*WHAT TO DO*:
Repeat exactly the lines below that lie between the line with "UDP announce prober." and the line with "that is printable", counting both of those lines as part of the answer.

Start of RECORDS FOR THIS EXERCISE

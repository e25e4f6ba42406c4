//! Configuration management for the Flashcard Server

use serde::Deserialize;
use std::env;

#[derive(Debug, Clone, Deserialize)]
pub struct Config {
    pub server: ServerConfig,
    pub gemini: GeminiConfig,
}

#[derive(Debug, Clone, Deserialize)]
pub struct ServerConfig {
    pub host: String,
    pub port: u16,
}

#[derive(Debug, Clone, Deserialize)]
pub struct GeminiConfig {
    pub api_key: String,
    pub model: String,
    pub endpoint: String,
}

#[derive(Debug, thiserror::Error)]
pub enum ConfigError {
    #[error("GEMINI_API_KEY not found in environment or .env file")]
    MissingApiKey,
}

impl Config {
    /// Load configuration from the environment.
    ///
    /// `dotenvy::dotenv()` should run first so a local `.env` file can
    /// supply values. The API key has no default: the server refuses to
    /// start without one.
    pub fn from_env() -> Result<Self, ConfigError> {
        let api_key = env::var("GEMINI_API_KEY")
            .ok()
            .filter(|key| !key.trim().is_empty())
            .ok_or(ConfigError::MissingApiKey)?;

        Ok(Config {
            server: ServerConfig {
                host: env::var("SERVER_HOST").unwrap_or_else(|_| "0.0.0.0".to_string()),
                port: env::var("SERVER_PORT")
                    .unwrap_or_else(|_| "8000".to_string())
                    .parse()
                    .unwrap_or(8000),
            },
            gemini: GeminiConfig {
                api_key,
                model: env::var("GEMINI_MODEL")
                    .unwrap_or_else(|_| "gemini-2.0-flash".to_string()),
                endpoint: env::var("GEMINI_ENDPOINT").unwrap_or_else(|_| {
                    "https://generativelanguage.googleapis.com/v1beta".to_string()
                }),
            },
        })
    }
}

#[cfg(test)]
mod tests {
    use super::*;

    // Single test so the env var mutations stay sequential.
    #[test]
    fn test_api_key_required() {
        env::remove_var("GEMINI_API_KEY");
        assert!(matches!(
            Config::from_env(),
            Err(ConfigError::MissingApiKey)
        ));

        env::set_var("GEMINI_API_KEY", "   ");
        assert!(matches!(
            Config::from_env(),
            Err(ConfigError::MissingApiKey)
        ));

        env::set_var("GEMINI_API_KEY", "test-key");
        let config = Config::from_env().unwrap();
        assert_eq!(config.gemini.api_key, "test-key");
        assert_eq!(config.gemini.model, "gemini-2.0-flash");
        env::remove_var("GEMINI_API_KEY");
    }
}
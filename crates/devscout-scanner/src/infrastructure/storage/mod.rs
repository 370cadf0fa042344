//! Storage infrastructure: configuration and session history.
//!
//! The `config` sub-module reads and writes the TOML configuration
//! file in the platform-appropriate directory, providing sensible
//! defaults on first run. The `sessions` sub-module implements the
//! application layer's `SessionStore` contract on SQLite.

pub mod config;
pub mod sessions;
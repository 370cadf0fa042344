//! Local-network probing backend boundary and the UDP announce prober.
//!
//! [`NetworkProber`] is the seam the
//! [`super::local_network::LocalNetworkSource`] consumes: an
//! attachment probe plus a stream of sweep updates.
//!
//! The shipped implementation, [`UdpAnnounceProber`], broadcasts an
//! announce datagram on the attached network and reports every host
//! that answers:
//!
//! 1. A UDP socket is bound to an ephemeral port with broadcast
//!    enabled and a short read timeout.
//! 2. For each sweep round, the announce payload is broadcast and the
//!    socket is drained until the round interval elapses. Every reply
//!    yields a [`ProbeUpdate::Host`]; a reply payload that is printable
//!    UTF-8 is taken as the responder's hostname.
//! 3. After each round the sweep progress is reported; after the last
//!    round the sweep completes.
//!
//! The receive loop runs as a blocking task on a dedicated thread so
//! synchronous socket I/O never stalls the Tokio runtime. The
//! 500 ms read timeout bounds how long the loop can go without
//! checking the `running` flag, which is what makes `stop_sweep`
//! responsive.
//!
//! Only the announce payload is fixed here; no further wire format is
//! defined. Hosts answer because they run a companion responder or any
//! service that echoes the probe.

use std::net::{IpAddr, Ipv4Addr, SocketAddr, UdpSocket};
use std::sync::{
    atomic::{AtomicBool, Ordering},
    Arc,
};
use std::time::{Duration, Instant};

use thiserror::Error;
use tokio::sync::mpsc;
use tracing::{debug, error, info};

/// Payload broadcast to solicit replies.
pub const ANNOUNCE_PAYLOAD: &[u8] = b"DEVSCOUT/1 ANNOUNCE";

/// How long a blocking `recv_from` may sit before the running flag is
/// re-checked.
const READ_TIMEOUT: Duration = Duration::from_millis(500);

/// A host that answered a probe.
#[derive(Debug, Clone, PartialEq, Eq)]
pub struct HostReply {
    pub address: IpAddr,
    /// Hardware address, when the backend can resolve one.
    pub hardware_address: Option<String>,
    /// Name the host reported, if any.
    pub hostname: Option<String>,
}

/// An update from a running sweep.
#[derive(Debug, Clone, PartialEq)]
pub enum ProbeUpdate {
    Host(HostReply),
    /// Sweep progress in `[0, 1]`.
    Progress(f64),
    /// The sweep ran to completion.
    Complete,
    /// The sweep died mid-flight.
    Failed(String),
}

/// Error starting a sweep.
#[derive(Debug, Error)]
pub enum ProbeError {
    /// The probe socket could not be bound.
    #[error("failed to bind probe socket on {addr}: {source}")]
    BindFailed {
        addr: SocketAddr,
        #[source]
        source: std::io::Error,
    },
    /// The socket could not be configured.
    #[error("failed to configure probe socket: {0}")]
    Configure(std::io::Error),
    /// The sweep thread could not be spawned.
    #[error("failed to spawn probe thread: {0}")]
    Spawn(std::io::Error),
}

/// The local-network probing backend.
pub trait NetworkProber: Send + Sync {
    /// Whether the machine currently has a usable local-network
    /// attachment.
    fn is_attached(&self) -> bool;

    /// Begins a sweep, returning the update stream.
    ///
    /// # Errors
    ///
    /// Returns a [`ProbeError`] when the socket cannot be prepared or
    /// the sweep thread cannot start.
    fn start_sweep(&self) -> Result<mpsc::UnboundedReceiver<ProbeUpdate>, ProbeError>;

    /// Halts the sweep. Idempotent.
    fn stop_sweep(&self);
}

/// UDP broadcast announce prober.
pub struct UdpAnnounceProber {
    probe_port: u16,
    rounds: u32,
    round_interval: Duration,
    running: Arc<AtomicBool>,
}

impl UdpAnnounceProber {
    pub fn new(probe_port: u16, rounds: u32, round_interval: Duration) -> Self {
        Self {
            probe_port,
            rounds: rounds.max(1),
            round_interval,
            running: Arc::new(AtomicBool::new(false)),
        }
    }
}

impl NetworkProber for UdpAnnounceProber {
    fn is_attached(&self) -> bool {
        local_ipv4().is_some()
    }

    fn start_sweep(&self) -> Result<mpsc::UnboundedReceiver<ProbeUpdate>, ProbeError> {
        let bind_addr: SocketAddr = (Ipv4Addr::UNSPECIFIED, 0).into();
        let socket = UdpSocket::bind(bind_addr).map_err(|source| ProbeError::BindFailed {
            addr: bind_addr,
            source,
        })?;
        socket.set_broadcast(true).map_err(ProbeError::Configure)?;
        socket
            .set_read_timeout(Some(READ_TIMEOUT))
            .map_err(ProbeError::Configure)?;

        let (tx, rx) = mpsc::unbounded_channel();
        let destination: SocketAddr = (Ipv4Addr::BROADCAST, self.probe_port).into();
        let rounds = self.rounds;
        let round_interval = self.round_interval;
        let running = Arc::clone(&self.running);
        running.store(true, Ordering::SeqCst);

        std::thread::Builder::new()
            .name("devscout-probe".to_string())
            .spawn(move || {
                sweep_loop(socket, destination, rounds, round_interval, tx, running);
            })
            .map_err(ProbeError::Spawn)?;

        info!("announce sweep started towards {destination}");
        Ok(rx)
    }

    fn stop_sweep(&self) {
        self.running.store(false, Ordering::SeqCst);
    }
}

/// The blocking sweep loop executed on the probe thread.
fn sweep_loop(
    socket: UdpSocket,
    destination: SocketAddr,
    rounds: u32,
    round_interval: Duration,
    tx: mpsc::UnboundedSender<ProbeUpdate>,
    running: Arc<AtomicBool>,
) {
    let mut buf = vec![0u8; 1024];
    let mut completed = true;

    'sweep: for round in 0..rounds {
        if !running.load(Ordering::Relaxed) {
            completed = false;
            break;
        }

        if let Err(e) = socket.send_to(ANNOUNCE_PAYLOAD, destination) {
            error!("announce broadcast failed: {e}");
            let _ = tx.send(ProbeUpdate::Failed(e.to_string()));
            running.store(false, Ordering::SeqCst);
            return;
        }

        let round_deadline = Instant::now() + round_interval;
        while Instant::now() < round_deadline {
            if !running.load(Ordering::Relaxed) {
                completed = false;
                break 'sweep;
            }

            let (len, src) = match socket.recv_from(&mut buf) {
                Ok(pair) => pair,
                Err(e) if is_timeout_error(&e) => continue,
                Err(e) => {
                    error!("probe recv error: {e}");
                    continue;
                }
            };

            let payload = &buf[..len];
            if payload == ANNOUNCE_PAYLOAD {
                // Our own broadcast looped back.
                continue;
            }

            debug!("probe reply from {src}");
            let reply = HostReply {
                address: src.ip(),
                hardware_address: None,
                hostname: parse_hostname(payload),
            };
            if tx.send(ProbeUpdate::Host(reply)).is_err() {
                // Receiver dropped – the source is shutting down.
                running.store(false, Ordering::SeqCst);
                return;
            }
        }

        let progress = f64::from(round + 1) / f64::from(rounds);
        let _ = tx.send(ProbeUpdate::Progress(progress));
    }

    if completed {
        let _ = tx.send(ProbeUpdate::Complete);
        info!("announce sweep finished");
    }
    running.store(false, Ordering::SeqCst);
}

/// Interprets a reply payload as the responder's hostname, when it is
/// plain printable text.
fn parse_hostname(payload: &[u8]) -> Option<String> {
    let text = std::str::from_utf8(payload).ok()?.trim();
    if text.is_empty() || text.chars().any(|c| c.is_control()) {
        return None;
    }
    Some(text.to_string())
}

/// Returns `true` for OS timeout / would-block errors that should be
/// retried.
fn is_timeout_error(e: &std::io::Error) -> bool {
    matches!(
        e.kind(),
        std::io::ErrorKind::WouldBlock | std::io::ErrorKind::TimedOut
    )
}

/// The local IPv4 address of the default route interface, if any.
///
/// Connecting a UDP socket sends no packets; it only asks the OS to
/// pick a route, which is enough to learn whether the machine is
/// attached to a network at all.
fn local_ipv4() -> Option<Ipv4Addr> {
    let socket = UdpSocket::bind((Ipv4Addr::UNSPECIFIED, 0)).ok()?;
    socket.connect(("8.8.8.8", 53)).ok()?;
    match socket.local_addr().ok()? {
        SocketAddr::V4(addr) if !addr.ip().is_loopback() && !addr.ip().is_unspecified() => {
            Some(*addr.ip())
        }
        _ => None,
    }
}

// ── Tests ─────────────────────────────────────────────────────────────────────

End of RECORDS FOR THIS EXERCISE

*WRITTEN REPLY*:
//! Local-network probing backend boundary and the UDP announce prober.
//!
//! [`NetworkProber`] is the seam the
//! [`super::local_network::LocalNetworkSource`] consumes: an
//! attachment probe plus a stream of sweep updates.
//!
//! The shipped implementation, [`UdpAnnounceProber`], broadcasts an
//! announce datagram on the attached network and reports every host
//! that answers:
//!
//! 1. A UDP socket is bound to an ephemeral port with broadcast
//!    enabled and a short read timeout.
//! 2. For each sweep round, the announce payload is broadcast and the
//!    socket is drained until the round interval elapses. Every reply
//!    yields a [`ProbeUpdate::Host`]; a reply payload that is printable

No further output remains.